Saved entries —
╔══
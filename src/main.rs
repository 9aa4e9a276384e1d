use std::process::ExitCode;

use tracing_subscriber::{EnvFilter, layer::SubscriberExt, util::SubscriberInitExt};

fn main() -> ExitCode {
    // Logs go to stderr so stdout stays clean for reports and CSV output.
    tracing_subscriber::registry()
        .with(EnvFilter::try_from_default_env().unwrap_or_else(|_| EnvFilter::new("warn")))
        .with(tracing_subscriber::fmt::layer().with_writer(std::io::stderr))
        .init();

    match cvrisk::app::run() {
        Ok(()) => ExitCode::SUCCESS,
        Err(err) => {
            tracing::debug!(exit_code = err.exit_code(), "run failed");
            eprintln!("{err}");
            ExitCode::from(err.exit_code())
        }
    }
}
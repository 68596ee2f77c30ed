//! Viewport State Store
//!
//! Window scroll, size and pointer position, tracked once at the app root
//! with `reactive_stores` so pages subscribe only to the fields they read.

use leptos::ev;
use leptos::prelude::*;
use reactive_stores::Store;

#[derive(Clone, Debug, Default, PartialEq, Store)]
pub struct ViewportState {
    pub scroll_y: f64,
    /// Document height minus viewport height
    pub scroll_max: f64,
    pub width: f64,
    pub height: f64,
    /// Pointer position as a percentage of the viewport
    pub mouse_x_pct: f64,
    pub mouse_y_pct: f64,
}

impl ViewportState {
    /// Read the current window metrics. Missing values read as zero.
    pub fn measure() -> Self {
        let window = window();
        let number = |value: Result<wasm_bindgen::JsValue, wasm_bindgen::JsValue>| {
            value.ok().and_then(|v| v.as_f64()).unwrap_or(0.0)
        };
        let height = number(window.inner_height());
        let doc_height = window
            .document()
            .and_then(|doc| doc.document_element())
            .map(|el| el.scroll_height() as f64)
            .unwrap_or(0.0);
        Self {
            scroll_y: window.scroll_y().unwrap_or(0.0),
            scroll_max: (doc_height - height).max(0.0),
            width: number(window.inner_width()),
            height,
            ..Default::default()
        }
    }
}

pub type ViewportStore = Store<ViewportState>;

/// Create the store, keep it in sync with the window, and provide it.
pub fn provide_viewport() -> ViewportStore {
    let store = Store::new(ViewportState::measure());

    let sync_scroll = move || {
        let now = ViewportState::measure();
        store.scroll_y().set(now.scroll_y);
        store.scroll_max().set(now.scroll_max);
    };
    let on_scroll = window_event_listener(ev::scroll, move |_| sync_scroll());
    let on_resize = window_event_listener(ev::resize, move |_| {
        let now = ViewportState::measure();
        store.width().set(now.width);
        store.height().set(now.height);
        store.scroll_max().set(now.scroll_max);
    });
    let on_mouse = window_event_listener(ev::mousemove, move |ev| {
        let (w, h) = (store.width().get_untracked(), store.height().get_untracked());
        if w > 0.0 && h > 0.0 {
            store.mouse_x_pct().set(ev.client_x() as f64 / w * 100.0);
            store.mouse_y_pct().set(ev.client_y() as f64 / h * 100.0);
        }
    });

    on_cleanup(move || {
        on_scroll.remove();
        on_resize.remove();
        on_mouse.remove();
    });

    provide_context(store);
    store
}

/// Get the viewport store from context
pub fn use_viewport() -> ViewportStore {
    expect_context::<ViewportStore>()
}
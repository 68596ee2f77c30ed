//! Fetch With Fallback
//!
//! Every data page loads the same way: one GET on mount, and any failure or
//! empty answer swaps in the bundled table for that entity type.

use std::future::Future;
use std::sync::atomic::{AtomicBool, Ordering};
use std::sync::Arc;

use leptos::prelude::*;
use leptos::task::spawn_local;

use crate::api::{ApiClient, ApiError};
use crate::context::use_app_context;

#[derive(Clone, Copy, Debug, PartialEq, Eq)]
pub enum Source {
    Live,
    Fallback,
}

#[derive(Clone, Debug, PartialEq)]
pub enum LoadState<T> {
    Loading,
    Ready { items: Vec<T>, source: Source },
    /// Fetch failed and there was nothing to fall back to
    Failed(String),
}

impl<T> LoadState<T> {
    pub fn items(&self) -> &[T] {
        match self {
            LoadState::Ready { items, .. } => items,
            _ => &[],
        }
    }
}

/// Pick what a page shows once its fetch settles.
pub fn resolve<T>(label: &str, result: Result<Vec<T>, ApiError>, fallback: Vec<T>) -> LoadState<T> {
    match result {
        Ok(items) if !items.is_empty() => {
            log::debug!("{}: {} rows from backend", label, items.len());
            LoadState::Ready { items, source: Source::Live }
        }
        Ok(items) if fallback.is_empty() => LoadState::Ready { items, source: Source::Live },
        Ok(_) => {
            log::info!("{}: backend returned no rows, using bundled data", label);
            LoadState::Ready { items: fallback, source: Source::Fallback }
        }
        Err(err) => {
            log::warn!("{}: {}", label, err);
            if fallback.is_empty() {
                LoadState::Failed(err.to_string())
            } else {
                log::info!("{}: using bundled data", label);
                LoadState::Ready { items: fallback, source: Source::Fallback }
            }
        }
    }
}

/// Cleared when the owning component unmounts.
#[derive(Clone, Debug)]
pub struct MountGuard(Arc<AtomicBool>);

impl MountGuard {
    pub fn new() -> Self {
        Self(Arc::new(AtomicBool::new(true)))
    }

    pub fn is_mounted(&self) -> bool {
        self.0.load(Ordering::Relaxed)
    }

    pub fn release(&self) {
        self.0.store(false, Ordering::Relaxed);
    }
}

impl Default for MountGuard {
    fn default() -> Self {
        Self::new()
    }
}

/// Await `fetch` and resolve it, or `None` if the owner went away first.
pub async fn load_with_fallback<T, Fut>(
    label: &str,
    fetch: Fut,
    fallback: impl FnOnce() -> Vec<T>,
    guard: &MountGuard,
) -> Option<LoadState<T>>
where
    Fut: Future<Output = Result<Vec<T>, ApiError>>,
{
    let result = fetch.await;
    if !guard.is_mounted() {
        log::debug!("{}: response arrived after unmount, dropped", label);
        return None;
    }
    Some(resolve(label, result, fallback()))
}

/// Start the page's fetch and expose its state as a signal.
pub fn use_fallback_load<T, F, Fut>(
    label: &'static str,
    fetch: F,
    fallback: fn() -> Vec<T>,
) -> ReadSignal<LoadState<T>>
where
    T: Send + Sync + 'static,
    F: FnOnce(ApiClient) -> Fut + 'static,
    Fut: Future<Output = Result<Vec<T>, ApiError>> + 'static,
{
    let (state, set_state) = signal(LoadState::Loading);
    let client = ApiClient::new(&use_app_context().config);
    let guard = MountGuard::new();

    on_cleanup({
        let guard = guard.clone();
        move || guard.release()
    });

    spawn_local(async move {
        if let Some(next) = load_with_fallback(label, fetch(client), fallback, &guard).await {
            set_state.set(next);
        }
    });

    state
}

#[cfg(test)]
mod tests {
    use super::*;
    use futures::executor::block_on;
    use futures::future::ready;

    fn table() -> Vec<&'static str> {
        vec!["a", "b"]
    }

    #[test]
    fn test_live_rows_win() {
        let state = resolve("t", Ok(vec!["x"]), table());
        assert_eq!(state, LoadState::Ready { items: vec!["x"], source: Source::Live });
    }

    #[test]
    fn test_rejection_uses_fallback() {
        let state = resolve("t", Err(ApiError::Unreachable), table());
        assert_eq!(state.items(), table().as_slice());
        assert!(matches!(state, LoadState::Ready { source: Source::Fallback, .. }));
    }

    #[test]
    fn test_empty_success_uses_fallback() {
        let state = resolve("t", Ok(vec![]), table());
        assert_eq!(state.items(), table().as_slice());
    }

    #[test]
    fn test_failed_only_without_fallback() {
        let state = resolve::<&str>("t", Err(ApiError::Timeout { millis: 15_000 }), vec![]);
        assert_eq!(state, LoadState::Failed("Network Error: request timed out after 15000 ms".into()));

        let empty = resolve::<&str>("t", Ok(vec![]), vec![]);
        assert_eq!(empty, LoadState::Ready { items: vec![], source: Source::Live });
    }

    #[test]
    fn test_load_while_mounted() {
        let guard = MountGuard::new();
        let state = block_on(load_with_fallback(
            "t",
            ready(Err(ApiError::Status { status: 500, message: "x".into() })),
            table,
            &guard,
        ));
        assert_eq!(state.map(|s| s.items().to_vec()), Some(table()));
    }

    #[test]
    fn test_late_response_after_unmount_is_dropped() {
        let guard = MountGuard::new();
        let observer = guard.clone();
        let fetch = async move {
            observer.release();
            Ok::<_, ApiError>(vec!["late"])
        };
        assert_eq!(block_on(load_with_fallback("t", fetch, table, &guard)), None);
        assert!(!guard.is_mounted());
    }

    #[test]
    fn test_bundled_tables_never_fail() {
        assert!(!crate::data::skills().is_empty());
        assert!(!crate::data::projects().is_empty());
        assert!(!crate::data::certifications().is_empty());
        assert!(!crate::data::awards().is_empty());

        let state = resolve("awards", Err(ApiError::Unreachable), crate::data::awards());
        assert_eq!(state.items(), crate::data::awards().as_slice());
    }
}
╚══
╔══
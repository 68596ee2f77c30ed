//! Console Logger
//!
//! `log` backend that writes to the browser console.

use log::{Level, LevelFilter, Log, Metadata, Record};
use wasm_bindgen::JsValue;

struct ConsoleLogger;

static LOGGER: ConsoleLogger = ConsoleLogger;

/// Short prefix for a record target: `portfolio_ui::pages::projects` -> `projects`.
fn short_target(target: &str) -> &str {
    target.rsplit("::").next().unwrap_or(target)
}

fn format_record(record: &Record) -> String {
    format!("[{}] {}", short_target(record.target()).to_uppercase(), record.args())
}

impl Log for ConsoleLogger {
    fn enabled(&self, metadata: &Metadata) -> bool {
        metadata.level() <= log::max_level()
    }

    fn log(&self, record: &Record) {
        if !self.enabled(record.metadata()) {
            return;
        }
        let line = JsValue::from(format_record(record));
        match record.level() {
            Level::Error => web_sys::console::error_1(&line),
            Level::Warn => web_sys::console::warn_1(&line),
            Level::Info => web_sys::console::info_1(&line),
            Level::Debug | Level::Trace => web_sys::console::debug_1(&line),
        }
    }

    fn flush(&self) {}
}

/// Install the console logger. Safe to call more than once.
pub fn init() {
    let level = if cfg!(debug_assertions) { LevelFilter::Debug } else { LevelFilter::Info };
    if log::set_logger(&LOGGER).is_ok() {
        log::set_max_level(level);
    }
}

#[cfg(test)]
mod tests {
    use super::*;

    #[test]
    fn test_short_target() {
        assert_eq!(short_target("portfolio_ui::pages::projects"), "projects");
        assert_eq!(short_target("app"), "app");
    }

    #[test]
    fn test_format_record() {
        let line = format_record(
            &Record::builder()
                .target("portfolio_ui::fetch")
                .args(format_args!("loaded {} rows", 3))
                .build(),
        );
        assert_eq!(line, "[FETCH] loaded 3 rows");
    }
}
╚══
╔══
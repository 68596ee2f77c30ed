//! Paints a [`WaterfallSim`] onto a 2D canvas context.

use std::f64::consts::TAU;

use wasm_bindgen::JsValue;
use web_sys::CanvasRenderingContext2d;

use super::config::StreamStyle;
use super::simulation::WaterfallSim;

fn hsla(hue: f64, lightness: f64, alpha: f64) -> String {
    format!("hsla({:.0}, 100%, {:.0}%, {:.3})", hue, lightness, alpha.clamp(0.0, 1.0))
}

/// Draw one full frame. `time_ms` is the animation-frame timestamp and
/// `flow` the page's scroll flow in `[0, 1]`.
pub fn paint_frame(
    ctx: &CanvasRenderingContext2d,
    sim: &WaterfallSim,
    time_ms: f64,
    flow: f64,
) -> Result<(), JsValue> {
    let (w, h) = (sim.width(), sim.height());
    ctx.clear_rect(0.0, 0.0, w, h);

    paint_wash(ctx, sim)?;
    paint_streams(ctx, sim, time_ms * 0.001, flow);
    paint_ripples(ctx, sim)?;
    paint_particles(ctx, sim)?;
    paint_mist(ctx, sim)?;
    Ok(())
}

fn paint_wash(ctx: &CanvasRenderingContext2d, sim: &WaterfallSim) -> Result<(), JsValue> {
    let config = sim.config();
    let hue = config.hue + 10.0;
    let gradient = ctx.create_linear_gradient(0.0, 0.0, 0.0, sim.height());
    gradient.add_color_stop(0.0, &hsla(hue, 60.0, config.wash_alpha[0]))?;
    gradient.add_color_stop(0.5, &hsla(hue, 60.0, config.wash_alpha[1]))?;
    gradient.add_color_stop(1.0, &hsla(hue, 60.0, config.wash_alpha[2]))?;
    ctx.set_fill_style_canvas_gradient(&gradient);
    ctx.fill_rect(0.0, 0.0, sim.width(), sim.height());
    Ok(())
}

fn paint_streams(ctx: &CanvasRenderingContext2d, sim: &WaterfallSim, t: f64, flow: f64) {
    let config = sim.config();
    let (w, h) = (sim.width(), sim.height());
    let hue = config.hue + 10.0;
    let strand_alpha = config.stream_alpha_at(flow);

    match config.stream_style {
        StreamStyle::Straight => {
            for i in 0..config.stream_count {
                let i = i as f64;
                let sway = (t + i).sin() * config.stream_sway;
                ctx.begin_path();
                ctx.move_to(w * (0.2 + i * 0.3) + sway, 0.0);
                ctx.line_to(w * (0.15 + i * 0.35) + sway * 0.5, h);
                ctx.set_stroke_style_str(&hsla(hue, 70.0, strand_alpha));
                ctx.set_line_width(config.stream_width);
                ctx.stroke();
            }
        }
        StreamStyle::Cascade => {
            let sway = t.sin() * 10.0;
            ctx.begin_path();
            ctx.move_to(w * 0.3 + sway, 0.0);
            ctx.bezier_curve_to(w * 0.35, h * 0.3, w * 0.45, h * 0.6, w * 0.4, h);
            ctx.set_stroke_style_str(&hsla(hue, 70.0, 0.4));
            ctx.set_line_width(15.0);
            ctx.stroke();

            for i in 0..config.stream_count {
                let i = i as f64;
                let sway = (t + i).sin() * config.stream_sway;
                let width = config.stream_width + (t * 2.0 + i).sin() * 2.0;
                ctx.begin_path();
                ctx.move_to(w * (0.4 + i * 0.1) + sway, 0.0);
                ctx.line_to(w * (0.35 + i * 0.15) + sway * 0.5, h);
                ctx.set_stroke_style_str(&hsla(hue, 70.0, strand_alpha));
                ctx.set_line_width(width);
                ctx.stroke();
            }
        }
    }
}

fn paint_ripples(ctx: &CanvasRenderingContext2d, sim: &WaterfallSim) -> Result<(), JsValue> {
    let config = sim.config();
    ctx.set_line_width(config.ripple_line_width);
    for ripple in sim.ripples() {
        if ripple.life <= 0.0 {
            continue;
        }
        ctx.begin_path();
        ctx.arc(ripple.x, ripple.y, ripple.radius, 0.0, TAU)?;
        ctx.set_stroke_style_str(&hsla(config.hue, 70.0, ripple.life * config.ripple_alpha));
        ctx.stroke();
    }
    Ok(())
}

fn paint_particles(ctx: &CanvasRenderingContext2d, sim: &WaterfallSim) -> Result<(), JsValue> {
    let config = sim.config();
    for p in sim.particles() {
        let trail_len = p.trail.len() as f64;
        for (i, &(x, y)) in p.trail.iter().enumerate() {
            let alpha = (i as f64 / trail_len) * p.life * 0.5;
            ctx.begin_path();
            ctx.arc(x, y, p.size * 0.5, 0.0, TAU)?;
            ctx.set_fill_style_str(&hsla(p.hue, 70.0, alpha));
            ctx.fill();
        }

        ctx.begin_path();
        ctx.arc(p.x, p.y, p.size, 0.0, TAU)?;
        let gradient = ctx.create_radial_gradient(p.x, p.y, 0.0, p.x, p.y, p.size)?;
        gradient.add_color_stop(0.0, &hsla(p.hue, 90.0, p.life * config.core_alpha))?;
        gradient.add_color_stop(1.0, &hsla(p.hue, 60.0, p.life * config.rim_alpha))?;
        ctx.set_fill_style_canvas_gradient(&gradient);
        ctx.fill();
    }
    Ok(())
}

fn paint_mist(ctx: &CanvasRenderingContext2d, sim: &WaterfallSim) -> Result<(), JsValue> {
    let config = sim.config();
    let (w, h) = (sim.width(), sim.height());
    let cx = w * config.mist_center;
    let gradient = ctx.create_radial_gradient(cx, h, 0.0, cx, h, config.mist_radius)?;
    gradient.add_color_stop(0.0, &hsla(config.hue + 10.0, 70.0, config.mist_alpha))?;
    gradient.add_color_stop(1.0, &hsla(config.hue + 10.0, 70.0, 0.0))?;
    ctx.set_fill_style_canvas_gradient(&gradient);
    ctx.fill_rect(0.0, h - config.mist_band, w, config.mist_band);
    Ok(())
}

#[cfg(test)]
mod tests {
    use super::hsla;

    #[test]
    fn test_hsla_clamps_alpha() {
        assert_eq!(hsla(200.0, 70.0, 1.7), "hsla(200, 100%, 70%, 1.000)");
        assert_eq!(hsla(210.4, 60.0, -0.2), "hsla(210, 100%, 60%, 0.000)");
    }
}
╚══
What the task asks —
Some lines above hold the word "super". Copy all of them.

Task result —
    use super::*;
    use super::*;
use super::config::StreamStyle;
use super::simulation::WaterfallSim;
    use super::hsla;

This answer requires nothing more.